At the start of the week, I ran the 10km home from work, setting out without shoes and with the idea to only run as far as was comfortable. This turned out being pretty much most of the way, barring a couple of stretches of rougher terrain. I won't be doing this again for a long time; I know that I need to gradually work up to running that far barefoot and I did end up with a few blisters and pretty much tenderised soles (although no aching or stiffness in my legs, interestingly). This was more a case of trying to find the line that I shouldn't cross, I guess.
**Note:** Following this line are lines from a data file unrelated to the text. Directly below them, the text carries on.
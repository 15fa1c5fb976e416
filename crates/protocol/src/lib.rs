//! Tailmux core types
//!
//! Types shared by every layer of the engine: source identity, the health
//! lattice with its error classification, and the events a follower emits
//! towards the manager.
//!
//! This crate is intentionally dependency-free; everything that needs to
//! name a source or a health state can depend on it without dragging in the
//! transport or the runtime.

mod event;
mod health;
mod source_id;

pub use event::FollowerEvent;
pub use health::{Health, StateTracker};
pub use source_id::SourceId;
//! Source error classification
//!
//! Exactly two categories, because the follower's health lattice only
//! distinguishes two: a `Read` error is a file-layer fault on a working
//! session (keep polling, health Degraded), a `Transport` error means the
//! session itself is gone (stop, health Failed).

use thiserror::Error;

/// Error returned by a [`SizedSource`](crate::SizedSource) operation
#[derive(Debug, Clone, Error, PartialEq, Eq)]
pub enum SourceError {
    /// File-layer fault: the session works but the read did not
    #[error("read error: {0}")]
    Read(String),

    /// Session-layer fault: the transport underneath is broken
    #[error("transport error: {0}")]
    Transport(String),
}

impl SourceError {
    /// Create a read (transient) error
    pub fn read(msg: impl Into<String>) -> Self {
        Self::Read(msg.into())
    }

    /// Create a transport (fatal) error
    pub fn transport(msg: impl Into<String>) -> Self {
        Self::Transport(msg.into())
    }

    /// True for the fatal category
    #[inline]
    pub fn is_transport(&self) -> bool {
        matches!(self, Self::Transport(_))
    }

    /// The carried error text
    pub fn message(&self) -> &str {
        match self {
            Self::Read(msg) | Self::Transport(msg) => msg,
        }
    }
}

impl From<tailmux_transport::TransportError> for SourceError {
    fn from(err: tailmux_transport::TransportError) -> Self {
        Self::Transport(err.to_string())
    }
}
I definitely got some good out of it - it was probably the most enjoyable run I've had in a while, once I settled into a comfortable speed (this probably contributed to me getting so far); I also noticed that for the stretches where I put my shoes back on, I managed to keep a good forefoot strike going for a while.

Although that run put me on tender feet for a couple of days afterwards, I was pretty much back to normal today and ran the same route in reverse (in shoes) - and kept my forefoot strike going all the way without any problem! This is like, the smallest first step, but I'm pretty pleased with myself. I kept actively remembering the feeling of running barefoot for about the first 3km, but after that it became a lot more natural and I could relax into it.

Although I'm not too bothered about time, I was pleased to see that the run only took me about ten minutes more than I'd previously been running it (around 55 compared to 45). Ben's goals for the next couple of weeks: keep a good knee-raising, log-hopping stride going and do not run 10km barefoot again!